E- learning contains many positive elements for the motivated adult leaner: convenience and flexibility offered by the “anytime, anywhere” accessibility (Richardson-Swan, 2003). But these could also translate to negatives because of diminishing motivation. Several considerations should be deliberated when designing online courses for the adult learner. Some of the positive components that would help student success are course interactivity, integration of real-world situations, and student control over sequencing and the pace of the lessons. “Learners found the learning climate positive because they could work in the comfort of their home, they felt no pressure of deadlines or grades, and for some, prior learning experiences helped allay their anxiety about online learning” (Kim, 2005, 126).

Sometimes the same factor can add or detract depending on the individual learner. An absence of external motivators is one of these in the case of e-learning situations: the absence of social interaction and of external motivators might have more significant influence on students in colleges or universities than on working professionals in terms of motivation to persist in self-directed e-learning” (Kim, 2005, 129). The lack of physical presence in the e- learning course can be disquieting to some learners, while others are glad of the distance and autonomy this offers. ‘Findings… suggest that the learner’s motivational level is likely to increase when the e-learning course is designed in a way that is relevant to the learner, has multimedia components and hands-on activities, simulates real -world situations, provides feedback on the learner’s performance, and provides easy navigation on its course Web site (Kirn, 2005, 133).

Finally, there should be considerations given to how much information the learners are given prior to entering into the classroom. Older students are often only familiar with traditional f2f classrooms. It is easy to recognize how much time will be required to be spent, at least in the classroom, when the student has the class scheduled at a specific time of day on specified days of the week. It becomes more difficult to manage study time when the class is online and the student is required to plan their time for the class and balance it against the aforementioned demands of family and work. Students need honesty about the time and technology that will be required for online courses. Likewise, don’t expect students to just pick up the skills along the way, if those skills should actually be a prerequisite for the class (Rankin, 2002, 145). Wojecki believes that this approach to the construction of the training program was inviting learners to be more active agents within the learning process, rather than the passive subjects the participants were originally expecting to be” (Wojecki, 2007).

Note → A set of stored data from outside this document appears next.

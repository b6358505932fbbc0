//! Integer geometry types used by Wang annotation marks.
//!
//! Wang marks store their geometry in FULLSIZE image units, which map 1:1 to
//! image pixels. [`Bounds`] is the on-wire `LRECT`, [`Point`] an `AN_POINTS`
//! entry, and [`PixelRect`] the left/top/width/height form handed to sinks.

/// A point in image pixel space.
#[derive(Debug, Clone, Copy, PartialEq, Eq, Hash, Default)]
#[cfg_attr(feature = "serde", derive(serde::Serialize, serde::Deserialize))]
pub struct Point {
    pub x: i32,
    pub y: i32,
}

impl Point {
    pub fn new(x: i32, y: i32) -> Self {
        Self { x, y }
    }

    /// Shift the point by the given offsets.
    pub fn offset(&self, dx: i32, dy: i32) -> Self {
        Self {
            x: self.x.wrapping_add(dx),
            y: self.y.wrapping_add(dy),
        }
    }
}

/// Mark bounding rectangle as stored on the wire (left, top, right, bottom).
///
/// For lines the rectangle may really be two points, so no ordering between
/// the edges is assumed.
#[derive(Debug, Clone, Copy, PartialEq, Eq, Default)]
#[cfg_attr(feature = "serde", derive(serde::Serialize, serde::Deserialize))]
pub struct Bounds {
    pub left: i32,
    pub top: i32,
    pub right: i32,
    pub bottom: i32,
}

impl Bounds {
    pub fn new(left: i32, top: i32, right: i32, bottom: i32) -> Self {
        Self {
            left,
            top,
            right,
            bottom,
        }
    }

    /// Build bounds from the four raw integers in wire order.
    pub fn from_array(raw: [i32; 4]) -> Self {
        Self::new(raw[0], raw[1], raw[2], raw[3])
    }

    pub fn width(&self) -> i32 {
        self.right.wrapping_sub(self.left)
    }

    pub fn height(&self) -> i32 {
        self.bottom.wrapping_sub(self.top)
    }

    /// The left/top/width/height form handed to annotation sinks.
    pub fn to_pixel_rect(&self) -> PixelRect {
        PixelRect {
            left: self.left,
            top: self.top,
            width: self.width(),
            height: self.height(),
        }
    }

    /// Translate a point given relative to the upper-left corner of these
    /// bounds into image-absolute coordinates.
    pub fn to_image(&self, relative: Point) -> Point {
        relative.offset(self.left, self.top)
    }
}

/// A rectangle in image pixel space, as left/top/width/height.
#[derive(Debug, Clone, Copy, PartialEq, Eq, Default)]
#[cfg_attr(feature = "serde", derive(serde::Serialize, serde::Deserialize))]
pub struct PixelRect {
    pub left: i32,
    pub top: i32,
    pub width: i32,
    pub height: i32,
}

/// Page size in pixels and inches, supplied by the host image reader.
///
/// Sinks that place annotations on a physical page use this to convert the
/// pixel geometry they receive into inches.
#[derive(Debug, Clone, Copy, PartialEq)]
#[cfg_attr(feature = "serde", derive(serde::Serialize, serde::Deserialize))]
pub struct PageGeometry {
    pub width_pixels: u32,
    pub height_pixels: u32,
    pub width_inches: f64,
    pub height_inches: f64,
}

impl PageGeometry {
    pub fn new(width_pixels: u32, height_pixels: u32, width_inches: f64, height_inches: f64) -> Self {
        Self {
            width_pixels,
            height_pixels,
            width_inches,
            height_inches,
        }
    }

    /// Convert a horizontal pixel coordinate or length to inches.
    ///
    /// Returns `0.0` for a page with no horizontal extent.
    pub fn to_inches_horizontal(&self, pixels: i32) -> f64 {
        if self.width_pixels == 0 {
            return 0.0;
        }
        f64::from(pixels) / f64::from(self.width_pixels) * self.width_inches
    }

    /// Convert a vertical pixel coordinate or length to inches.
    ///
    /// Returns `0.0` for a page with no vertical extent.
    pub fn to_inches_vertical(&self, pixels: i32) -> f64 {
        if self.height_pixels == 0 {
            return 0.0;
        }
        f64::from(pixels) / f64::from(self.height_pixels) * self.height_inches
    }

    /// Convert an image point to an `(x, y)` pair in inches.
    pub fn point_to_inches(&self, point: Point) -> (f64, f64) {
        (
            self.to_inches_horizontal(point.x),
            self.to_inches_vertical(point.y),
        )
    }
}

#[cfg(test)]
mod tests {
    use super::*;

    #[test]
    fn bounds_dimensions() {
        let bounds = Bounds::new(10, 10, 110, 60);
        assert_eq!(bounds.width(), 100);
        assert_eq!(bounds.height(), 50);
    }

    #[test]
    fn bounds_from_wire_order() {
        let bounds = Bounds::from_array([485, 202, 1001, 667]);
        assert_eq!(bounds.left, 485);
        assert_eq!(bounds.top, 202);
        assert_eq!(bounds.right, 1001);
        assert_eq!(bounds.bottom, 667);
    }

    #[test]
    fn bounds_to_pixel_rect() {
        let rect = Bounds::new(81, 50, 1318, 205).to_pixel_rect();
        assert_eq!(
            rect,
            PixelRect {
                left: 81,
                top: 50,
                width: 1237,
                height: 155,
            }
        );
    }

    #[test]
    fn inverted_bounds_give_negative_extent() {
        let bounds = Bounds::new(100, 100, 40, 20);
        assert_eq!(bounds.width(), -60);
        assert_eq!(bounds.height(), -80);
    }

    #[test]
    fn relative_point_to_image() {
        let bounds = Bounds::new(320, 68, 1180, 784);
        assert_eq!(bounds.to_image(Point::new(0, 0)), Point::new(320, 68));
        assert_eq!(bounds.to_image(Point::new(729, 446)), Point::new(1049, 514));
    }

    #[test]
    fn page_geometry_converts_to_inches() {
        let page = PageGeometry::new(1700, 2200, 8.5, 11.0);
        assert!((page.to_inches_horizontal(850) - 4.25).abs() < 1e-9);
        assert!((page.to_inches_vertical(200) - 1.0).abs() < 1e-9);
        let (x, y) = page.point_to_inches(Point::new(1700, 2200));
        assert!((x - 8.5).abs() < 1e-9);
        assert!((y - 11.0).abs() < 1e-9);
    }

    #[test]
    fn page_geometry_without_extent() {
        let page = PageGeometry::new(0, 0, 8.5, 11.0);
        assert_eq!(page.to_inches_horizontal(100), 0.0);
        assert_eq!(page.to_inches_vertical(100), 0.0);
    }
}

Adult learners encounter a variety of challenges and issues in the classroom. When it comes to the best type of situation, one size truly does not fit all; what brings success and empowerment to one may be the downfall of another. “In an educational transaction, there may be constraints imposed by a vast range of things, such as the subject matter, available space and/or time, degree of initial knowledge, personal preference, the weather or even the laws of grammar” (Dron, 2007, p. 45). The adult learner is faced with many constraints on their learning; personal issues, social situations, and even the learning environments themselves. These constraints can either restrict the learning, or they can provide direction to the learner. “Constraints are not all equal. They may be broadly split into those that are primary, (without which the learning experience would be pointless), and those that are secondary, (without which the learning experience would be changed, but not necessarily obliterated)” (Dron, 2007, p. 49).The focus of this research will be to examine previous research to determine the affordances and constraints of adult education in existing physical, face-to-face learning environments and e-learning or virtual classrooms.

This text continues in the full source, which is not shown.